Task brief:
Below are records; copy every line among them that contains the word "ReportSink".

Data for analysis:
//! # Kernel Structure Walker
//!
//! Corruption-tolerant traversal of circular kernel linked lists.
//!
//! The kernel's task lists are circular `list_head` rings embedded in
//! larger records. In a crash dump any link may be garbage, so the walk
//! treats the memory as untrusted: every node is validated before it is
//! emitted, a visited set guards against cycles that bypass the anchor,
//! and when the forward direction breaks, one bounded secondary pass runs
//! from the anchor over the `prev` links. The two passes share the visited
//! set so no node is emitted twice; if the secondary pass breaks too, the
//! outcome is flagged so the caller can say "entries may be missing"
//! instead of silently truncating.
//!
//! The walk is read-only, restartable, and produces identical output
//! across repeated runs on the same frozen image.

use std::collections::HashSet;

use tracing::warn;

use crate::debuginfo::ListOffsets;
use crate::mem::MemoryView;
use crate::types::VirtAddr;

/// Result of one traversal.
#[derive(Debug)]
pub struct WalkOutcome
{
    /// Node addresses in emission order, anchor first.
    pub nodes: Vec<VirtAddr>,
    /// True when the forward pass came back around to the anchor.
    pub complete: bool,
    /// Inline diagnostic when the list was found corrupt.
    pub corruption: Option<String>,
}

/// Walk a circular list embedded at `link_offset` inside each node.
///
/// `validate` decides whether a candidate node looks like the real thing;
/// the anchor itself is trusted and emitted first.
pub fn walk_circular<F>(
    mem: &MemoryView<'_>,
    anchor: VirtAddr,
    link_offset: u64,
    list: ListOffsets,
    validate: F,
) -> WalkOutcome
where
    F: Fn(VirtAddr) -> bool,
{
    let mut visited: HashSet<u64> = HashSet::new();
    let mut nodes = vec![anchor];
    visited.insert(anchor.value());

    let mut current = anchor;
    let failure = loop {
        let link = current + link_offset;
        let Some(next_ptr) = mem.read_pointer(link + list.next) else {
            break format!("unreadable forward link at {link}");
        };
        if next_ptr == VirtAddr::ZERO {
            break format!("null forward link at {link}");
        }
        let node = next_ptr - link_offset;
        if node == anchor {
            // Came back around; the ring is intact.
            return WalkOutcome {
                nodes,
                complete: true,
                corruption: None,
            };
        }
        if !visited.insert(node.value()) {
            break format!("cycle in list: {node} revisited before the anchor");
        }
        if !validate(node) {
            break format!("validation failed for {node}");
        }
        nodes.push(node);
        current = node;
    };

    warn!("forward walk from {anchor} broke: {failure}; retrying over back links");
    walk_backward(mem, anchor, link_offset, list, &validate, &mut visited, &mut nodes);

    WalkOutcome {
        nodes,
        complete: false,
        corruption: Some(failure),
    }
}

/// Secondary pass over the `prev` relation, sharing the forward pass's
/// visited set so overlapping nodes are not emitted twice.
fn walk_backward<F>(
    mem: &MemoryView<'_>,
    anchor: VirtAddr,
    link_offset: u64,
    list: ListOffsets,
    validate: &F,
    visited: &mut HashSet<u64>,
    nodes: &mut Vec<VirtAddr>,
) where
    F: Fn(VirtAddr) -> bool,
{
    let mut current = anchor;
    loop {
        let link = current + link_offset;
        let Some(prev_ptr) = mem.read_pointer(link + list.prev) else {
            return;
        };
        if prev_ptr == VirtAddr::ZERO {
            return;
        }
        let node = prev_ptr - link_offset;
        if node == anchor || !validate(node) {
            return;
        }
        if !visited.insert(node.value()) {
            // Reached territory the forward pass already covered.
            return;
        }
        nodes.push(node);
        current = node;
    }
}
---
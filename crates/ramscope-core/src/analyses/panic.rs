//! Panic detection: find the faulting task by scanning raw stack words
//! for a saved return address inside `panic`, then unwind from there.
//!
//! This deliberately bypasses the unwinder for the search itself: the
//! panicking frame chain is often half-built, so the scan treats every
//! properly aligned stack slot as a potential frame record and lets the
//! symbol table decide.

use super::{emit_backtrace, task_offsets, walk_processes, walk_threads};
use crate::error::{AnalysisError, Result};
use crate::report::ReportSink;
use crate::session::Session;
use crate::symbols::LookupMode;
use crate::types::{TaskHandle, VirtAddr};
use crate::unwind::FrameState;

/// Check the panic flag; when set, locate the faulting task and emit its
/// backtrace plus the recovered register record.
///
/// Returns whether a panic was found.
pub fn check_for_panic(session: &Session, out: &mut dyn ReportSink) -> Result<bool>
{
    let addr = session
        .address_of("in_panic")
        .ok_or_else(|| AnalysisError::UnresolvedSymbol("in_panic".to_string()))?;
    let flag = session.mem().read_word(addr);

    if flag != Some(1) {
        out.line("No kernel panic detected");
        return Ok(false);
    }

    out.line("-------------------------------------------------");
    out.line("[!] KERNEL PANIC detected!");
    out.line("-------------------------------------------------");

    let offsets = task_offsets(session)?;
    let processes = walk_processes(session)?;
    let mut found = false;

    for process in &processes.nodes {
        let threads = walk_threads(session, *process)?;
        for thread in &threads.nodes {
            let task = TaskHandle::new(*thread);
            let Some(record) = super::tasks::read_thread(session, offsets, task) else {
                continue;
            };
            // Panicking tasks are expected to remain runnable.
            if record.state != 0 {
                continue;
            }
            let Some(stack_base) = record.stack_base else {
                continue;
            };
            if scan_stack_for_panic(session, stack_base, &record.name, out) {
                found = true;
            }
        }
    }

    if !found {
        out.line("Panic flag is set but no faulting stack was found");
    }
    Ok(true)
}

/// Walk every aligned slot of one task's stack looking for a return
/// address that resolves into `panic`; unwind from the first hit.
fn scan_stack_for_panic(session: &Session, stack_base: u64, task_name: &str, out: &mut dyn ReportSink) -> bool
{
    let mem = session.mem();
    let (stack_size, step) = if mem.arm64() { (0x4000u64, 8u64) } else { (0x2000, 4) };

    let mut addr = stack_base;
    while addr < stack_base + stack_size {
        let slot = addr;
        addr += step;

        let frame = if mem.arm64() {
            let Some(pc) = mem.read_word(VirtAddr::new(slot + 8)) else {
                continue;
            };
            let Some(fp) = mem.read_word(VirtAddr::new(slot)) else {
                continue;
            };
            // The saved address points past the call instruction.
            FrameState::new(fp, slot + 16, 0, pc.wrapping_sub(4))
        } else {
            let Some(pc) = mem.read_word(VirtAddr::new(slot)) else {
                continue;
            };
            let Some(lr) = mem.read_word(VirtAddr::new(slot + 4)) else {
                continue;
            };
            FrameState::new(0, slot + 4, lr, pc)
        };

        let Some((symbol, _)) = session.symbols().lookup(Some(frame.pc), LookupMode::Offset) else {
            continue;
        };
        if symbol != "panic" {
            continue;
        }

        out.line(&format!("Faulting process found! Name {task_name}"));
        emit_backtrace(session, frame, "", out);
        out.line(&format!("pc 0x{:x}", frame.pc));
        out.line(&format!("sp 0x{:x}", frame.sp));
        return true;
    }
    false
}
...
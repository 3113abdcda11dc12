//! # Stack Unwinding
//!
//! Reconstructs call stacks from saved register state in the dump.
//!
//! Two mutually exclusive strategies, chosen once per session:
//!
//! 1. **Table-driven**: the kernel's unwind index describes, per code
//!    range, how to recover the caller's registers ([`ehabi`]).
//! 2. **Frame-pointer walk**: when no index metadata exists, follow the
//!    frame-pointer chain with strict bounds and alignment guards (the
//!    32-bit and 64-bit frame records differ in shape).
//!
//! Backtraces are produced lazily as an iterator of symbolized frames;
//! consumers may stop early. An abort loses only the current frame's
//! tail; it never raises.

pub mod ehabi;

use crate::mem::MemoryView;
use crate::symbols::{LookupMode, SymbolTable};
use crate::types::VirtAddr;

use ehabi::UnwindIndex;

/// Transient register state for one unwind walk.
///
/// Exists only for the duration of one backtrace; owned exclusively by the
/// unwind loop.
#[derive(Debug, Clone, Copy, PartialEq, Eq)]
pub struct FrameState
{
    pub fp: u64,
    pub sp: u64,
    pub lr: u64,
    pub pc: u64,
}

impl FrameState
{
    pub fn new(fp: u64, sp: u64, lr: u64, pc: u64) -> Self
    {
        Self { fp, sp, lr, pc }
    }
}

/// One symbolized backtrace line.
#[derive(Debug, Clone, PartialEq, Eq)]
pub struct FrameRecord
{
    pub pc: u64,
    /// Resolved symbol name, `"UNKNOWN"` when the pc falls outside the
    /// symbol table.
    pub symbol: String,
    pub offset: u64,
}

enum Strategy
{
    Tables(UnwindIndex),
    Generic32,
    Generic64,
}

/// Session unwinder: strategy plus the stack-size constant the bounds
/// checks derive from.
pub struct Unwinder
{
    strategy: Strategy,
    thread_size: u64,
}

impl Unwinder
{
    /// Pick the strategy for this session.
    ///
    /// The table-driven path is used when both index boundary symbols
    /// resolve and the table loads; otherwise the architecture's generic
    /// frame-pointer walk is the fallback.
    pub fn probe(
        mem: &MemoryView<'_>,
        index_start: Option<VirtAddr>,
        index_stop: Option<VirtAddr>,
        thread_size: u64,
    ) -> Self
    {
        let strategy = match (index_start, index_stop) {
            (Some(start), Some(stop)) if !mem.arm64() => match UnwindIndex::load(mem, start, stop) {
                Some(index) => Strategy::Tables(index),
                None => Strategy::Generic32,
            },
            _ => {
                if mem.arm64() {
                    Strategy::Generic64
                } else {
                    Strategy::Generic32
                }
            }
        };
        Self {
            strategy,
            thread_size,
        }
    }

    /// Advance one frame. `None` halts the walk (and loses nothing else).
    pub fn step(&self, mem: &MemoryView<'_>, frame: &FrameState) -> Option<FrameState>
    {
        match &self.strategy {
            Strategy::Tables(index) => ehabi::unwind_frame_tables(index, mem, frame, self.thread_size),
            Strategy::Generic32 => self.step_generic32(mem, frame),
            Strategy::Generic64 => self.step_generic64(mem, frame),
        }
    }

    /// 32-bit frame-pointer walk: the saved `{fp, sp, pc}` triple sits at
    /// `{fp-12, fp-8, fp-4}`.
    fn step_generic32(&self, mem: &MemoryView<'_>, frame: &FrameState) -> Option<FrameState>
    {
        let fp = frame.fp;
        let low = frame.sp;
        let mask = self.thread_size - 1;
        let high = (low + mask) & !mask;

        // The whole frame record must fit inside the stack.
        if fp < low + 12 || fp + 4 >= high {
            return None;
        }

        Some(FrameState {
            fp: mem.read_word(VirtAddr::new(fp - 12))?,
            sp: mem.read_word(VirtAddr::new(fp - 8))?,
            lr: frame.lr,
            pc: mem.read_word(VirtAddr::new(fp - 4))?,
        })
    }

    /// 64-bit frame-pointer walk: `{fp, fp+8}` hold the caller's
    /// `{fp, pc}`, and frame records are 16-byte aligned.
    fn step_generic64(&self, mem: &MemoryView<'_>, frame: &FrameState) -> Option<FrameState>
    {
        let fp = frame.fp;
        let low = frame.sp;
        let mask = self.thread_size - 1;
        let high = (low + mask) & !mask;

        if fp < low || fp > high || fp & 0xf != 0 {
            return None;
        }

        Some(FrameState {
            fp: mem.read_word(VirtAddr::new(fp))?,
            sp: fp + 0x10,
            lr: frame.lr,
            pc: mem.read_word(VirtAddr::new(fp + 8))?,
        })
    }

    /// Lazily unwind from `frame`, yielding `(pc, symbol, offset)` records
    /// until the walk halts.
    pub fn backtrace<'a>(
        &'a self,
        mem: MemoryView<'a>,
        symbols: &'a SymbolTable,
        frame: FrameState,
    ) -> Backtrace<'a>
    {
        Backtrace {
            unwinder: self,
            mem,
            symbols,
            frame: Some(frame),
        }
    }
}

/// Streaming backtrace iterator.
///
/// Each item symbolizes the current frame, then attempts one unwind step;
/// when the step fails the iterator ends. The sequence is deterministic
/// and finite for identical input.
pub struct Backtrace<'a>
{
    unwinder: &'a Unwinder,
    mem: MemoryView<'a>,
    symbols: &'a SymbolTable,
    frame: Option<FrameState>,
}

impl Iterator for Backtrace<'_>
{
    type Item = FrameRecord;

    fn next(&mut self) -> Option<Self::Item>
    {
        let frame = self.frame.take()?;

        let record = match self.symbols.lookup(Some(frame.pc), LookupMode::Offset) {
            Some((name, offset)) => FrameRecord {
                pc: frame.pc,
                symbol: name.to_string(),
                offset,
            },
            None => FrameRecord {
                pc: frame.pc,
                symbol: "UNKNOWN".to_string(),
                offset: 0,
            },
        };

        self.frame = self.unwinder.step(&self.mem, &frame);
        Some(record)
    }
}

Reply to the exercise:
use crate::report::ReportSink;
pub fn check_for_panic(session: &Session, out: &mut dyn ReportSink) -> Result<bool>
fn scan_stack_for_panic(session: &Session, stack_base: u64, task_name: &str, out: &mut dyn ReportSink) -> bool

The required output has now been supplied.